Dataset entries:
//! Page events used to decouple features.
//!
//! Events are fire-and-forget: subscribers present at emission time are
//! called, later subscribers are not. The background-images event is the
//! exception; the bus remembers it fired and hands it to late subscribers of
//! [`EventBus::on_background_images_loaded`] immediately.

use crate::page_layout::Layout;

#[derive(Clone, Copy, Debug, PartialEq, Eq)]
/// Notification broadcast on the page.
pub enum PageEvent {
    /// The page switched to a new layout.
    LayoutChanged(Layout),
    /// Every preloaded image has settled (loaded or failed).
    BackgroundImagesLoaded,
}

impl PageEvent {
    #[must_use]
    /// Kind of the event, used to match subscriptions.
    pub fn kind(&self) -> EventKind {
        match self {
            Self::LayoutChanged(_) => EventKind::LayoutChanged,
            Self::BackgroundImagesLoaded => EventKind::BackgroundImagesLoaded,
        }
    }
}

#[derive(Clone, Copy, Debug, PartialEq, Eq)]
/// Event discriminant for subscriptions.
pub enum EventKind {
    /// See [`PageEvent::LayoutChanged`].
    LayoutChanged,
    /// See [`PageEvent::BackgroundImagesLoaded`].
    BackgroundImagesLoaded,
}

#[derive(Clone, Copy, Debug, PartialEq, Eq)]
/// Handle for removing a subscription.
pub struct SubscriptionId(u64);

type Handler = Box<dyn FnMut(&PageEvent)>;

#[derive(Default)]
/// Single-threaded event dispatcher for one page.
pub struct EventBus {
    next_id: u64,
    subscribers: Vec<(SubscriptionId, EventKind, Handler)>,
    on_loaded: Vec<Box<dyn FnOnce()>>,
    background_loaded: bool,
}

impl EventBus {
    #[must_use]
    /// Creates a bus with no subscribers.
    pub fn new() -> Self {
        Self::default()
    }

    /// Calls `handler` for every future event of `kind`.
    pub fn subscribe(
        &mut self,
        kind: EventKind,
        handler: impl FnMut(&PageEvent) + 'static,
    ) -> SubscriptionId {
        let id = SubscriptionId(self.next_id);
        self.next_id += 1;
        self.subscribers.push((id, kind, Box::new(handler)));
        id
    }

    /// Removes a subscription; returns whether it existed.
    pub fn unsubscribe(&mut self, id: SubscriptionId) -> bool {
        let before = self.subscribers.len();
        self.subscribers.retain(|(sub, _, _)| *sub != id);
        self.subscribers.len() != before
    }

    /// Runs `callback` once the background images have loaded, immediately
    /// if that already happened.
    pub fn on_background_images_loaded(&mut self, callback: impl FnOnce() + 'static) {
        if self.background_loaded {
            callback();
        } else {
            self.on_loaded.push(Box::new(callback));
        }
    }

    #[must_use]
    /// Whether the background-images event has fired.
    pub fn background_images_loaded(&self) -> bool {
        self.background_loaded
    }

    /// Delivers `event` to current subscribers.
    pub fn emit(&mut self, event: PageEvent) {
        tracing::debug!(?event, "page event");
        if event == PageEvent::BackgroundImagesLoaded {
            self.background_loaded = true;
            for callback in self.on_loaded.drain(..) {
                callback();
            }
        }
        let kind = event.kind();
        for (_, sub_kind, handler) in &mut self.subscribers {
            if *sub_kind == kind {
                handler(&event);
            }
        }
    }
}

#[cfg(test)]
#[path = "tests/events.rs"]
mod tests;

**TASK DETAILS:** Spot every line in the entries that includes the word "callback", and copy each one out.

**ANSWER AREA:**
    /// Runs `callback` once the background images have loaded, immediately
    pub fn on_background_images_loaded(&mut self, callback: impl FnOnce() + 'static) {
            callback();
            self.on_loaded.push(Box::new(callback));
            for callback in self.on_loaded.drain(..) {
                callback();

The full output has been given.